What you will do: Pick every line from the data that holds the word "details".

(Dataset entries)
::::

//! Core records shared by every stage of the engine

mod degradation;
mod load;
mod member;
mod signal;

pub use degradation::{Degradation, SignalSource};
pub use load::{
    BurnoutRisk, Capacity, CapacityStatus, Dimension, DimensionValues, LoadDetail, LoadMap,
    LoadVector, SourceType, BASELINE_CAPACITY,
};
pub use member::{validate_roster, Member, Role};
pub use signal::{Complexity, Event, Habit, Task, TimeWindow, MAX_TASK_EFFORT};
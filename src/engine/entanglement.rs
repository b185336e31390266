//! Shared-awareness level and the mechanisms proposed to raise it

use crate::model::LoadMap;
use serde::{Deserialize, Serialize};

const NONE_THRESHOLD: f64 = 10.0;
const WEAK_THRESHOLD: f64 = 5.0;

#[derive(Debug, Clone, Copy, PartialEq, Eq, PartialOrd, Ord, Deserialize, Serialize)]
#[serde(rename_all = "lowercase")]
pub enum EntanglementLevel {
    None,
    Weak,
    Moderate,
    Strong,
    Quantum,
}

impl EntanglementLevel {
    /// How synchronized members' information is at this level
    pub fn sync(self) -> f64 {
        match self {
            EntanglementLevel::None => 0.0,
            EntanglementLevel::Weak => 0.3,
            EntanglementLevel::Moderate => 0.6,
            EntanglementLevel::Strong => 0.8,
            EntanglementLevel::Quantum => 1.0,
        }
    }

    /// How aware members are of each other's load at this level
    pub fn awareness(self) -> f64 {
        match self {
            EntanglementLevel::None => 0.0,
            EntanglementLevel::Weak => 0.2,
            EntanglementLevel::Moderate => 0.5,
            EntanglementLevel::Strong => 0.7,
            EntanglementLevel::Quantum => 1.0,
        }
    }
}

impl std::fmt::Display for EntanglementLevel {
    fn fmt(&self, f: &mut std::fmt::Formatter<'_>) -> std::fmt::Result {
        match self {
            EntanglementLevel::None => write!(f, "none"),
            EntanglementLevel::Weak => write!(f, "weak"),
            EntanglementLevel::Moderate => write!(f, "moderate"),
            EntanglementLevel::Strong => write!(f, "strong"),
            EntanglementLevel::Quantum => write!(f, "quantum"),
        }
    }
}

#[derive(Debug, Clone, PartialEq, Deserialize, Serialize)]
pub struct SyncStep {
    pub step: String,
    pub description: String,
    pub impact: String,
    pub details: Vec<String>,
}

#[derive(Debug, Clone, PartialEq, Deserialize, Serialize)]
pub struct AwarenessActivity {
    pub activity: String,
    pub frequency: String,
    pub description: String,
    pub outcome: String,
}

#[derive(Debug, Clone, PartialEq, Deserialize, Serialize)]
pub struct SharedSystem {
    pub system: String,
    pub components: Vec<String>,
    pub location: Option<String>,
    pub impact: String,
}

#[derive(Debug, Clone, PartialEq, Deserialize, Serialize)]
pub struct EntanglementPlan {
    pub current_level: EntanglementLevel,
    pub target_level: EntanglementLevel,
    pub average_invisible: f64,
    pub sync_steps: Vec<SyncStep>,
    pub awareness_activities: Vec<AwarenessActivity>,
    pub shared_systems: Vec<SharedSystem>,
}

pub fn plan(load: &LoadMap) -> EntanglementPlan {
    let average_invisible = if load.is_empty() {
        0.0
    } else {
        load.iter().map(|m| m.invisible()).sum::<f64>() / load.len() as f64
    };

    EntanglementPlan {
        current_level: current_level(average_invisible),
        target_level: EntanglementLevel::Strong,
        average_invisible,
        sync_steps: sync_steps(),
        awareness_activities: awareness_activities(),
        shared_systems: shared_systems(),
    }
}

fn current_level(average_invisible: f64) -> EntanglementLevel {
    if average_invisible > NONE_THRESHOLD {
        EntanglementLevel::None
    } else if average_invisible > WEAK_THRESHOLD {
        EntanglementLevel::Weak
    } else {
        EntanglementLevel::Moderate
    }
}

fn strings(items: &[&str]) -> Vec<String> {
    items.iter().map(|s| s.to_string()).collect()
}

fn sync_steps() -> Vec<SyncStep> {
    vec![
        SyncStep {
            step: "Daily 5-minute sync".to_string(),
            description: "Morning check-in on day's mental load".to_string(),
            impact: "Creates shared awareness of the day".to_string(),
            details: strings(&[
                "What's on your mind today?",
                "What do you need help with?",
                "What can I take off your plate?",
            ]),
        },
        SyncStep {
            step: "Shared digital brain".to_string(),
            description: "Use shared apps for collective memory".to_string(),
            impact: "Reduces individual memory burden by 60%".to_string(),
            details: strings(&["Shared calendar", "Shared grocery list", "Task management app"]),
        },
        SyncStep {
            step: "Domain ownership".to_string(),
            description: "Each person fully owns specific areas".to_string(),
            impact: "Eliminates duplicate mental work".to_string(),
            details: strings(&[
                "One parent owns school communication",
                "Other owns medical/health",
                "Kids own their activity prep",
            ]),
        },
    ]
}

fn awareness_activities() -> Vec<AwarenessActivity> {
    vec![
        AwarenessActivity {
            activity: "Mental load audit".to_string(),
            frequency: "Weekly".to_string(),
            description: "Family discusses invisible work done this week".to_string(),
            outcome: "Everyone sees the full picture".to_string(),
        },
        AwarenessActivity {
            activity: "Load swapping day".to_string(),
            frequency: "Monthly".to_string(),
            description: "Family members swap responsibilities for a day".to_string(),
            outcome: "Builds empathy and understanding".to_string(),
        },
    ]
}

fn shared_systems() -> Vec<SharedSystem> {
    vec![
        SharedSystem {
            system: "Family command center".to_string(),
            components: strings(&["Visual calendar", "Task board", "Meal plan", "Important info"]),
            location: Some("Kitchen or high-traffic area".to_string()),
            impact: "Makes invisible visible for all".to_string(),
        },
        SharedSystem {
            system: "Digital family hub".to_string(),
            components: strings(&["Shared calendar app", "Shared notes", "Photo sharing"]),
            location: None,
            impact: "Synchronizes information across all members".to_string(),
        },
    ]
}
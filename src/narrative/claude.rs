use super::retry::with_retry;
use super::{command_for, non_empty, NarrativeContext, NarrativeProvider};
use crate::config::RetryConfig;
use crate::error::NarrativeError;
use async_trait::async_trait;
use serde_json::Value;
use std::path::PathBuf;
use tracing::debug;

pub struct ClaudeNarrator {
    pub binary: PathBuf,
    pub model: String,
    pub retry: RetryConfig,
}

impl ClaudeNarrator {
    async fn run_once(&self, prompt: &str) -> Result<String, NarrativeError> {
        let mut cmd = command_for(&self.binary);

        // Ensure subscription auth is used (not API key)
        cmd.env_remove("ANTHROPIC_API_KEY");

        cmd.arg("-p")
            .arg(prompt)
            .arg("--model")
            .arg(&self.model)
            .arg("--output-format")
            .arg("json");

        let output = cmd.output().await?;
        if !output.status.success() {
            return Err(NarrativeError::NonZeroExit {
                code: output.status.code().unwrap_or(-1),
                stderr: String::from_utf8_lossy(&output.stderr).to_string(),
            });
        }

        parse_output(&String::from_utf8_lossy(&output.stdout))
    }
}

/// Pull the reply out of `--output-format json`, accepting plain text too
fn parse_output(stdout: &str) -> Result<String, NarrativeError> {
    match serde_json::from_str::<Value>(stdout) {
        Ok(value) => {
            if value.get("is_error").and_then(Value::as_bool) == Some(true) {
                let reason = value
                    .get("result")
                    .and_then(Value::as_str)
                    .unwrap_or("unknown error");
                return Err(NarrativeError::Provider(reason.to_string()));
            }
            let text = value
                .get("result")
                .and_then(Value::as_str)
                .unwrap_or_default();
            non_empty(text.to_string())
        }
        Err(_) => non_empty(stdout.to_string()),
    }
}

#[async_trait]
impl NarrativeProvider for ClaudeNarrator {
    fn name(&self) -> &'static str {
        "claude_cli"
    }

    async fn summarize(&self, context: &NarrativeContext) -> Result<String, NarrativeError> {
        let prompt = context.prompt();
        let prompt = prompt.as_str();
        debug!("Requesting narrative from claude ({} chars)", prompt.len());
        with_retry(&self.retry, self.name(), move || self.run_once(prompt)).await
    }
}
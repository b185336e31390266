use crate::engine::Severity;
use crate::store::SnapshotRecord;
use chrono::{DateTime, Utc};
use serde::{Deserialize, Serialize};

/// One stored analysis condensed for trend tracking
#[derive(Debug, Clone, PartialEq, Serialize, Deserialize)]
pub struct HistoryRow {
    pub saved_at: DateTime<Utc>,
    pub severity: Severity,
    pub primary_carrier: Option<String>,
    pub member_totals: Vec<(String, f64)>,
    pub degraded: bool,

    /// Load vectors identical to the previous row
    pub unchanged: bool,
}

pub fn build_history(records: &[SnapshotRecord]) -> Vec<HistoryRow> {
    let mut previous: Option<&str> = None;

    records
        .iter()
        .map(|record| {
            let analysis = &record.analysis;
            let unchanged = previous == Some(analysis.fingerprint.as_str());
            previous = Some(analysis.fingerprint.as_str());

            HistoryRow {
                saved_at: record.saved_at,
                severity: analysis.imbalances.severity,
                primary_carrier: analysis.primary_carrier_name().map(str::to_string),
                member_totals: analysis
                    .current_load
                    .iter()
                    .map(|m| (m.name.clone(), m.total))
                    .collect(),
                degraded: analysis.degraded,
                unchanged,
            }
        })
        .collect()
}

pub fn build_history_markdown(group_id: &str, rows: &[HistoryRow]) -> String {
    let mut md = String::new();

    md.push_str(&format!("# History: {}\n\n", group_id));
    if rows.is_empty() {
        md.push_str("*No snapshots*\n");
        return md;
    }

    md.push_str("| Saved | Severity | Primary Carrier | Totals | Notes |\n");
    md.push_str("|-------|----------|-----------------|--------|-------|\n");

    for row in rows {
        let totals = row
            .member_totals
            .iter()
            .map(|(name, total)| format!("{} {:.1}", name, total))
            .collect::<Vec<_>>()
            .join(", ");

        let mut notes = Vec::new();
        if row.unchanged {
            notes.push("unchanged");
        }
        if row.degraded {
            notes.push("degraded");
        }

        md.push_str(&format!(
            "| {} | {} | {} | {} | {} |\n",
            row.saved_at.format("%Y-%m-%d %H:%M"),
            row.severity,
            row.primary_carrier.as_deref().unwrap_or("-"),
            totals,
            notes.join(", ")
        ));
    }

    md
}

::::

Solution to this problem:
    pub details: Vec<String>,
            details: strings(&[
            details: strings(&["Shared calendar", "Shared grocery list", "Task management app"]),
            details: strings(&[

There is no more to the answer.